ACTIVITY: Exactly and in full, give the records again.

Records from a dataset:

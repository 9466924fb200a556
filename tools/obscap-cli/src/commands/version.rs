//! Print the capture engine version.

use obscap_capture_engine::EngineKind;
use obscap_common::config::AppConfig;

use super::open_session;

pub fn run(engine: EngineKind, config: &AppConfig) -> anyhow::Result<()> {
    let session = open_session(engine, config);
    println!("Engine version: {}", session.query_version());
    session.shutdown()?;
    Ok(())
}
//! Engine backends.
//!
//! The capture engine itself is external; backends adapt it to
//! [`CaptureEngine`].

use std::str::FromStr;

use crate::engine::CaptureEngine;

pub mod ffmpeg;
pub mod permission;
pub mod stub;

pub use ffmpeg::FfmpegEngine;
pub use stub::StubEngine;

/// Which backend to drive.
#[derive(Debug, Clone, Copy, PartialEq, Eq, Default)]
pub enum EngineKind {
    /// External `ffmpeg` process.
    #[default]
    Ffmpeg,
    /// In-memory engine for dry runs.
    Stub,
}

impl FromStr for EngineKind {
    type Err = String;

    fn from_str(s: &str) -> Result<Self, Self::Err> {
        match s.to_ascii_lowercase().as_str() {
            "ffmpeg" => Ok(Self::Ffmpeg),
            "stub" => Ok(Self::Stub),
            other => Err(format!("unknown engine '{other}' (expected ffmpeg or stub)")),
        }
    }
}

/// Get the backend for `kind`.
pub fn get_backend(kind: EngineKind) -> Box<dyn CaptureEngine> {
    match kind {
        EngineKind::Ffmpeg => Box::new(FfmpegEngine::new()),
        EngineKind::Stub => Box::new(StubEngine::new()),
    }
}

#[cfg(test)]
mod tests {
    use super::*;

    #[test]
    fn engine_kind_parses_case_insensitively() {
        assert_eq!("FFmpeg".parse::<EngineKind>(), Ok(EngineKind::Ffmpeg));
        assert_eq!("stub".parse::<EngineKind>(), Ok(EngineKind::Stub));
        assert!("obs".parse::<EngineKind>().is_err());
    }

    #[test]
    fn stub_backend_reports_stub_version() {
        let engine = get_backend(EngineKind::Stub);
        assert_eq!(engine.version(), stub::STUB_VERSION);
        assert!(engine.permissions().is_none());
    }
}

TASK OUTPUT:
repository 9466924fb200a556
filename tools/obscap-cli/src/commands/version.rs
//! Print the capture engine version.

use obscap_capture_engine::EngineKind;
use obscap_common::config::AppConfig;

use super::open_session;

pub fn run(engine: EngineKind, config: &AppConfig) -> anyhow::Result<()> {
    let session = open_session(engine, config);
    println!("Engine version: {}", session.query_version());
    session.shutdown()?;
    Ok(())
}
//! Engine backends.
//!
//! The capture engine itself is external; backends adapt it to
//! [`CaptureEngine`].

use std::str::FromStr;

use crate::engine::CaptureEngine;

pub mod ffmpeg;
pub mod permission;
pub mod stub;

pub use ffmpeg::FfmpegEngine;
pub use stub::StubEngine;

/// Which backend to drive.
#[derive(Debug, Clone, Copy, PartialEq, Eq, Default)]
pub enum EngineKind {
    /// External `ffmpeg` process.
    #[default]
    Ffmpeg,
    /// In-memory engine for dry runs.
    Stub,
}

impl FromStr for EngineKind {
    type Err = String;

    fn from_str(s: &str) -> Result<Self, Self::Err> {
        match s.to_ascii_lowercase().as_str() {
            "ffmpeg" => Ok(Self::Ffmpeg),
            "stub" => Ok(Self::Stub),
            other => Err(format!("unknown engine '{other}' (expected ffmpeg or stub)")),
        }
    }
}

/// Get the backend for `kind`.
pub fn get_backend(kind: EngineKind) -> Box<dyn CaptureEngine> {
    match kind {
        EngineKind::Ffmpeg => Box::new(FfmpegEngine::new()),
        EngineKind::Stub => Box::new(StubEngine::new()),
    }
}

#[cfg(test)]
mod tests {
    use super::*;

    #[test]
    fn engine_kind_parses_case_insensitively() {
        assert_eq!("FFmpeg".parse::<EngineKind>(), Ok(EngineKind::Ffmpeg));
        assert_eq!("stub".parse::<EngineKind>(), Ok(EngineKind::Stub));
        assert!("obs".parse::<EngineKind>().is_err());
    }

    #[test]
    fn stub_backend_reports_stub_version() {
        let engine = get_backend(EngineKind::Stub);
        assert_eq!(engine.version(), stub::STUB_VERSION);
        assert!(engine.permissions().is_none());
    }
}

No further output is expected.